This week I ended up doing mostly one thing: providing technical support for 2 projects which I was working on. I went horribly. I can either blame myself for being inept in expressing technical instructions to someone with limited technical capability, or I can blame that person for being such. Personally, I consider the first option to be the primary.
I encountered so many difficulties, some of which were my own doing, some was just inevitably natural.
- Communication was challenged due to language barriers. Although English was used, the other party had poor grasp of it.
- Non-technical people on the client’s side were forced to perform technical operations involving executing command-line operations in Linux. They get exasperated when typing in seemingly complex commands, only to get unsuccessful results. Patience is definitely not one of their virtues.
- They don’t want solutions. They just want it to work. Period. Just like magic!
- Errors in the released software, due to lack of testing. I admit wholeheartedly that this is of my own fault. I should be beaten up and have my Computer Science diploma shoved down my throat.
- Differences in hardware on my end, and on the clients’ end that resulted in unforeseen results that led to my own confusion.
Everyone was breathing down my neck, including both my bosses and the client’s. I felt like I was so incompetent and so inept. I wasn’t making anyone happy and I wasn’t fulfilling my obligations to everyone’s expectations. There were some instances that I wish I would get fired just to escape the humiliation and all the blame that would boil down on me. The worst part of it is that these clients are flying over here to Manila next week!
On a side note, I had fun working on these two projects. The first one involved a mobile Linux machine to be placed on police cars. It had 4-channel video surveillance, GPS with street map positioning, and although not yet implemented, license plate recognition technology. The second one involved a mammoth hardware intensive 32-channel digital video surveillance, running on a live Linux operating system installed on a 1GB Compact Flash card.

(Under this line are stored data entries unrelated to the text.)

//! Query executor: runs one parameterized statement and logs it.
//!
//! Every value reaches PostgreSQL through a `$n` placeholder; statements are
//! never built by string interpolation.

use chrono::Utc;
use sqlx::postgres::{PgArguments, PgRow};
use sqlx::query::Query;
use sqlx::{FromRow, PgPool, Postgres, Transaction};

/// A positional statement parameter
#[derive(Debug, Clone, PartialEq, Eq)]
pub enum Param {
    Int(i32),
    BigInt(i64),
    Text(String),
}

impl From<i32> for Param {
    fn from(value: i32) -> Self {
        Param::Int(value)
    }
}

impl From<i64> for Param {
    fn from(value: i64) -> Self {
        Param::BigInt(value)
    }
}

impl From<&str> for Param {
    fn from(value: &str) -> Self {
        Param::Text(value.to_owned())
    }
}

impl From<String> for Param {
    fn from(value: String) -> Self {
        Param::Text(value)
    }
}

/// Rows returned by a read, or the affected-row count of a write
pub struct QueryOutcome {
    pub rows: Vec<PgRow>,
    pub row_count: u64,
}

impl QueryOutcome {
    pub fn affected_any(&self) -> bool {
        self.row_count > 0
    }

    /// Decode the first row, if any.
    pub fn first_as<T>(&self) -> Result<Option<T>, sqlx::Error>
    where
        T: for<'r> FromRow<'r, PgRow>,
    {
        self.rows.first().map(T::from_row).transpose()
    }

    pub fn all_as<T>(&self) -> Result<Vec<T>, sqlx::Error>
    where
        T: for<'r> FromRow<'r, PgRow>,
    {
        self.rows.iter().map(T::from_row).collect()
    }
}

#[derive(Clone)]
pub struct QueryExecutor {
    pool: PgPool,
}

impl QueryExecutor {
    pub fn new(pool: PgPool) -> Self {
        Self { pool }
    }

    /// Run a read and return every row.
    pub async fn fetch(&self, statement: &str, params: &[Param]) -> Result<QueryOutcome, sqlx::Error> {
        log_query(statement, params);
        let rows = bind_params(statement, params).fetch_all(&self.pool).await?;
        let row_count = rows.len() as u64;
        Ok(QueryOutcome { rows, row_count })
    }

    /// Run a write and return the affected-row count.
    pub async fn execute(&self, statement: &str, params: &[Param]) -> Result<QueryOutcome, sqlx::Error> {
        log_query(statement, params);
        let result = bind_params(statement, params).execute(&self.pool).await?;
        Ok(QueryOutcome {
            rows: Vec::new(),
            row_count: result.rows_affected(),
        })
    }

    pub async fn begin(&self) -> Result<Transaction<'static, Postgres>, sqlx::Error> {
        self.pool.begin().await
    }

    /// Run a read inside an open transaction.
    pub async fn fetch_in(
        &self,
        tx: &mut Transaction<'_, Postgres>,
        statement: &str,
        params: &[Param],
    ) -> Result<QueryOutcome, sqlx::Error> {
        log_query(statement, params);
        let rows = bind_params(statement, params).fetch_all(&mut **tx).await?;
        let row_count = rows.len() as u64;
        Ok(QueryOutcome { rows, row_count })
    }

    /// Run a write inside an open transaction.
    pub async fn execute_in(
        &self,
        tx: &mut Transaction<'_, Postgres>,
        statement: &str,
        params: &[Param],
    ) -> Result<QueryOutcome, sqlx::Error> {
        log_query(statement, params);
        let result = bind_params(statement, params).execute(&mut **tx).await?;
        Ok(QueryOutcome {
            rows: Vec::new(),
            row_count: result.rows_affected(),
        })
    }
}

fn bind_params<'q>(statement: &'q str, params: &'q [Param]) -> Query<'q, Postgres, PgArguments> {
    params
        .iter()
        .fold(sqlx::query(statement), |query, param| match param {
            Param::Int(value) => query.bind(*value),
            Param::BigInt(value) => query.bind(*value),
            Param::Text(value) => query.bind(value.as_str()),
        })
}

fn log_query(statement: &str, params: &[Param]) {
    let at = Utc::now().format("%b %d %Y %H:%M:%S");
    tracing::debug!(target: "horseshows::query", %at, statement, ?params, "executing query");
}

#[cfg(test)]
mod tests {
    use super::*;
    use sqlx::Row;

    #[test]
    fn params_convert_from_plain_values() {
        assert_eq!(Param::from(42_i32), Param::Int(42));
        assert_eq!(Param::from(5_i64), Param::BigInt(5));
        assert_eq!(Param::from("Clover"), Param::Text("Clover".into()));
        assert_eq!(Param::from(String::from("J. Smith")), Param::Text("J. Smith".into()));
    }

    #[sqlx::test]
    #[ignore = "requires database"]
    async fn binds_parameters_positionally(pool: PgPool) {
        let executor = QueryExecutor::new(pool);
        let outcome = executor
            .fetch("SELECT $1::int AS n, $2::text AS s", &[7_i32.into(), "x'; DROP TABLE classes; --".into()])
            .await
            .unwrap();

        assert_eq!(outcome.row_count, 1);
        let row = &outcome.rows[0];
        assert_eq!(row.get::<i32, _>("n"), 7);
        assert_eq!(row.get::<String, _>("s"), "x'; DROP TABLE classes; --");
    }

    #[sqlx::test]
    #[ignore = "requires database"]
    async fn write_reports_affected_rows(pool: PgPool) {
        let executor = QueryExecutor::new(pool);
        let inserted = executor
            .execute(
                "INSERT INTO classes (name, prize_money) VALUES ($1, $2), ($3, $4)",
                &["A".into(), 1_i32.into(), "B".into(), 2_i32.into()],
            )
            .await
            .unwrap();
        assert_eq!(inserted.row_count, 2);
        assert!(inserted.rows.is_empty());

        let updated = executor
            .execute("UPDATE classes SET prize_money = 0 WHERE name = $1", &["missing".into()])
            .await
            .unwrap();
        assert!(!updated.affected_any());
    }

    #[sqlx::test]
    #[ignore = "requires database"]
    async fn query_errors_propagate(pool: PgPool) {
        let executor = QueryExecutor::new(pool);
        let err = executor.fetch("SELECT * FROM no_such_table", &[]).await;
        assert!(matches!(err, Err(sqlx::Error::Database(_))));
    }
}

Sadly, all this coolness won’t matter at all if the clients can’t get these things up and running on their side. Sigh. L
I am a Senior Software Engineer and I am considered to be the resident “Linux Guru” in the company. I utterly detest it when I am referred to as such. Not only, does it add bearing on the responsibility of upholding to such a title, in the end I succumb to a realization that I might not deserve it after all.